Collected data entries

Segment Open

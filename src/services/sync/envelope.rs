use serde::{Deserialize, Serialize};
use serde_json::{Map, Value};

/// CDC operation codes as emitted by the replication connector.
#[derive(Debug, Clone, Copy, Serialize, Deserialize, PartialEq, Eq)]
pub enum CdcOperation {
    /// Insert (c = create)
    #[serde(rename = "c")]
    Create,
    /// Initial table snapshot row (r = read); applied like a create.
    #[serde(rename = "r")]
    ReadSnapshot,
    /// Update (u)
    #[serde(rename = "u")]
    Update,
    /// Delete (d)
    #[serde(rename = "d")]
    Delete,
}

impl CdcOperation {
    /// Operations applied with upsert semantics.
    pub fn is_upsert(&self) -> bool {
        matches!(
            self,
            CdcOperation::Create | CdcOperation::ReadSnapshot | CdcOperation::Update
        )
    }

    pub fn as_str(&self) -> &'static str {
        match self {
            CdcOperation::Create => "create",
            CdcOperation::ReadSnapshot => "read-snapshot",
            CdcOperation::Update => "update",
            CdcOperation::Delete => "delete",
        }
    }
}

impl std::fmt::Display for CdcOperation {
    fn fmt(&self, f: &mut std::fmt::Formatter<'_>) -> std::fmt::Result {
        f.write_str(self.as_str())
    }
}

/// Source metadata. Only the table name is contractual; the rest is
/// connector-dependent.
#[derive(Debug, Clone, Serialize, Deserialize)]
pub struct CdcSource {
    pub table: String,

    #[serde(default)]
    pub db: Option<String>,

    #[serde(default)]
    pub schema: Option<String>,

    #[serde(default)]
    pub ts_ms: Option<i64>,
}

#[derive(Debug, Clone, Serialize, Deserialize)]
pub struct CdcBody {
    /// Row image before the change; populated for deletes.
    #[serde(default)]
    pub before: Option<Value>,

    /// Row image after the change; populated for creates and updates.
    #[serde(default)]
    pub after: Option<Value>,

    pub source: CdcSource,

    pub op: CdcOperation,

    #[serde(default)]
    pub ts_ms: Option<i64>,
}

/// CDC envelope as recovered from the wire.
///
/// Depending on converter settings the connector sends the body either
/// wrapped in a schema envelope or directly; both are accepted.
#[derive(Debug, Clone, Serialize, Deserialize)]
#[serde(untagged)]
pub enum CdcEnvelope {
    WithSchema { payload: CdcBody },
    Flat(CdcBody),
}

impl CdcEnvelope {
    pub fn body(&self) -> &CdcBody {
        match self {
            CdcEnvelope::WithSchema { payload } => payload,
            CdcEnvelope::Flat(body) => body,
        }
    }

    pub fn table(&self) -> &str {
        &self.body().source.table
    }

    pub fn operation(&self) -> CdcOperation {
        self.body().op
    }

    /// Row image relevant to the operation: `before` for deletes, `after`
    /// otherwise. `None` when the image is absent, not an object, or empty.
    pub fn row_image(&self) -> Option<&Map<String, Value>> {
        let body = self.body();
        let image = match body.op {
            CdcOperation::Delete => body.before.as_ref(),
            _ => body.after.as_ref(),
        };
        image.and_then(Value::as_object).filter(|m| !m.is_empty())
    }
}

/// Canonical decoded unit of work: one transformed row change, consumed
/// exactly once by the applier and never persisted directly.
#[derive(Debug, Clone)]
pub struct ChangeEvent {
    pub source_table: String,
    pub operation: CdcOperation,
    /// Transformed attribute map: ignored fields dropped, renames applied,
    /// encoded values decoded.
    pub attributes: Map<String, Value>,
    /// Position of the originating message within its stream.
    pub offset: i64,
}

Segment Closed
Segment Open

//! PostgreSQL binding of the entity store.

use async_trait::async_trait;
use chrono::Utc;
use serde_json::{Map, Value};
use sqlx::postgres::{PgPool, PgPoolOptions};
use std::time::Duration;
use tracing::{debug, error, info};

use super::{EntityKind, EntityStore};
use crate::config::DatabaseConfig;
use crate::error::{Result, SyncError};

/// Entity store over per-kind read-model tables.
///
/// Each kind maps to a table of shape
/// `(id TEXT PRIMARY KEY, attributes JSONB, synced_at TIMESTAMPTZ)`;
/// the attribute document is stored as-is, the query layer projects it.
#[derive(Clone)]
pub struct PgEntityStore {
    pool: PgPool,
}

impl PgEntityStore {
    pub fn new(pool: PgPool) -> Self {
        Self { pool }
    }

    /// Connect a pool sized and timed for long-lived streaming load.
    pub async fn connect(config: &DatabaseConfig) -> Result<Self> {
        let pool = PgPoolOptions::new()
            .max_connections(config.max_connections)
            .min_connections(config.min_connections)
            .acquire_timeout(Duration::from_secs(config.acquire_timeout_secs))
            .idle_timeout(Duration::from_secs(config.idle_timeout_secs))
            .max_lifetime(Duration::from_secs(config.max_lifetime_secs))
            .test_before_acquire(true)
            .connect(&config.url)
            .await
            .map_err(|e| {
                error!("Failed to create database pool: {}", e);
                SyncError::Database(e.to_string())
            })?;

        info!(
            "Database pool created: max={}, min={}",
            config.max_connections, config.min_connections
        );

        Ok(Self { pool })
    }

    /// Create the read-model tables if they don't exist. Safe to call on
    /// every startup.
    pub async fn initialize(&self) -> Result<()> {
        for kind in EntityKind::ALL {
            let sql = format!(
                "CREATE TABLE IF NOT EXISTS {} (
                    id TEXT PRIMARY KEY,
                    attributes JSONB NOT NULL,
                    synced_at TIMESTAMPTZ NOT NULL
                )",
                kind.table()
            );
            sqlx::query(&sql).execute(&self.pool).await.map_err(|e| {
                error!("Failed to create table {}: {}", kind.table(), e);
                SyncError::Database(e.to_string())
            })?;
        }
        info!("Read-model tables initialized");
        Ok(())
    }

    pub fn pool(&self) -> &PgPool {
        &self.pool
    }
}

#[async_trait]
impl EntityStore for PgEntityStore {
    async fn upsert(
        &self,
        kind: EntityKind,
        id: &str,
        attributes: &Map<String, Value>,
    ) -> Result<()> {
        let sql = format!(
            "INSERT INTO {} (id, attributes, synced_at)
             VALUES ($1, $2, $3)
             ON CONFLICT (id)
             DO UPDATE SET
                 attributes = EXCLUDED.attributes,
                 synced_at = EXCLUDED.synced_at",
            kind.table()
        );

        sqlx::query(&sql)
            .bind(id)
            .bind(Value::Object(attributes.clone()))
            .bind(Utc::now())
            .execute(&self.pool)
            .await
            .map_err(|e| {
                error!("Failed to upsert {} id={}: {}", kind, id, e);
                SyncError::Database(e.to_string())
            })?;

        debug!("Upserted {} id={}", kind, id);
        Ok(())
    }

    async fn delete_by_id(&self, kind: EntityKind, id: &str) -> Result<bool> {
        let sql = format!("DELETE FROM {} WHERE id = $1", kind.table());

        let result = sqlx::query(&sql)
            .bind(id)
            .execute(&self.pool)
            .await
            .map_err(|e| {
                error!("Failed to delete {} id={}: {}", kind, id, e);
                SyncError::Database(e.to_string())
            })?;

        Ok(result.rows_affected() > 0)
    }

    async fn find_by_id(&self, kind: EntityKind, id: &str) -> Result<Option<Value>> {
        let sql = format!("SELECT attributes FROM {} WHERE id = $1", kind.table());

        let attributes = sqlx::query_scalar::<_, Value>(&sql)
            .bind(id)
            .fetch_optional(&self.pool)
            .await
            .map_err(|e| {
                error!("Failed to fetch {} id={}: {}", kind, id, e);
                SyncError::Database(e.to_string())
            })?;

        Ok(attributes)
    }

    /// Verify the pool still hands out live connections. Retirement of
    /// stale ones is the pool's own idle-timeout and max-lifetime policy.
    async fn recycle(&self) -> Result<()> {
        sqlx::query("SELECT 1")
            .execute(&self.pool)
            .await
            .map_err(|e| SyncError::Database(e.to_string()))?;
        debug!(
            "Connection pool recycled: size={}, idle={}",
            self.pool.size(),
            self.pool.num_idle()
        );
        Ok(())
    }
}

Segment Closed
Segment Open

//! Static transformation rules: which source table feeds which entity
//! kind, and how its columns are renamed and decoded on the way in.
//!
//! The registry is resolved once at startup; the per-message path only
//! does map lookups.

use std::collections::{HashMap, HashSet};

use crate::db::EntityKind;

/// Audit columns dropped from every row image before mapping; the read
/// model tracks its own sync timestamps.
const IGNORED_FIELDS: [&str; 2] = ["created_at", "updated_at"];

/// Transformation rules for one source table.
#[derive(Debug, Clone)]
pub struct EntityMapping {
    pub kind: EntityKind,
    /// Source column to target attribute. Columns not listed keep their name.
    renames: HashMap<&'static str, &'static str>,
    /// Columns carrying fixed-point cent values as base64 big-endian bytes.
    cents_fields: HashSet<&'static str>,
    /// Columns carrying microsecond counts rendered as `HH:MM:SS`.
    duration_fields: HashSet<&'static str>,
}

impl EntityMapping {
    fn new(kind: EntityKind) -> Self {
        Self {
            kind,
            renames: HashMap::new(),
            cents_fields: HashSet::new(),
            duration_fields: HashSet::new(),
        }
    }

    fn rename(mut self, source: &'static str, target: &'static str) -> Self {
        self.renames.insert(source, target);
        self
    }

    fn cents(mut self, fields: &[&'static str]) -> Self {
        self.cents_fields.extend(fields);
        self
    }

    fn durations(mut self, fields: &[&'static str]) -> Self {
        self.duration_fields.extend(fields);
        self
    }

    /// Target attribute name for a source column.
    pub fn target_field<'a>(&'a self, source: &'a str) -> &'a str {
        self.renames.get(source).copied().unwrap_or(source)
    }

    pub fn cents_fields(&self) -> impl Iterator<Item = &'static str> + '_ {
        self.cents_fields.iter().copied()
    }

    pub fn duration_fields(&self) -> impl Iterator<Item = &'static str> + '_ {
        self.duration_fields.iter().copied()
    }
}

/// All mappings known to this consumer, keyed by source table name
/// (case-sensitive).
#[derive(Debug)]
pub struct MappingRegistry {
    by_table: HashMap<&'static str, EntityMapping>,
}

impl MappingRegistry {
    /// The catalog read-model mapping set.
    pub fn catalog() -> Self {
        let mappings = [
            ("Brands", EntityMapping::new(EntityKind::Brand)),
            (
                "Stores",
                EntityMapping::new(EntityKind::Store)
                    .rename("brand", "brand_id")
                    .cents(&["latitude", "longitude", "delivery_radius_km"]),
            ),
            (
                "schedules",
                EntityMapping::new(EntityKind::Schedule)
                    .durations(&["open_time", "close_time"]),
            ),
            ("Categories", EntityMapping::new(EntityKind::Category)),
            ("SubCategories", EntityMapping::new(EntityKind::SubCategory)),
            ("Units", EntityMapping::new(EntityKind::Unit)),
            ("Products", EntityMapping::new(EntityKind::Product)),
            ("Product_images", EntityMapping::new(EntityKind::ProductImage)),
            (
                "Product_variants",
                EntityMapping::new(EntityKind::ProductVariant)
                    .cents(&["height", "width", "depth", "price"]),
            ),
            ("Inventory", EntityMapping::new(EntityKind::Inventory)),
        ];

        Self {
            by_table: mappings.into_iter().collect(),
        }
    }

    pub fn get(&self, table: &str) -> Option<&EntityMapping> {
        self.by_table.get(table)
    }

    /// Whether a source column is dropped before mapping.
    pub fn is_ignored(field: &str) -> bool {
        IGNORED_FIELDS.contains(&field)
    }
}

Segment Closed

Your instructions
Your task for the entries above: copy exactly the span starting with the line with "per-message path only" and going on through the line with "Columns carrying microsecond", both lines included, and nothing else.

Answer
//! The registry is resolved once at startup; the per-message path only
//! does map lookups.

use std::collections::{HashMap, HashSet};

use crate::db::EntityKind;

/// Audit columns dropped from every row image before mapping; the read
/// model tracks its own sync timestamps.
const IGNORED_FIELDS: [&str; 2] = ["created_at", "updated_at"];

/// Transformation rules for one source table.
#[derive(Debug, Clone)]
pub struct EntityMapping {
    pub kind: EntityKind,
    /// Source column to target attribute. Columns not listed keep their name.
    renames: HashMap<&'static str, &'static str>,
    /// Columns carrying fixed-point cent values as base64 big-endian bytes.
    cents_fields: HashSet<&'static str>,
    /// Columns carrying microsecond counts rendered as `HH:MM:SS`.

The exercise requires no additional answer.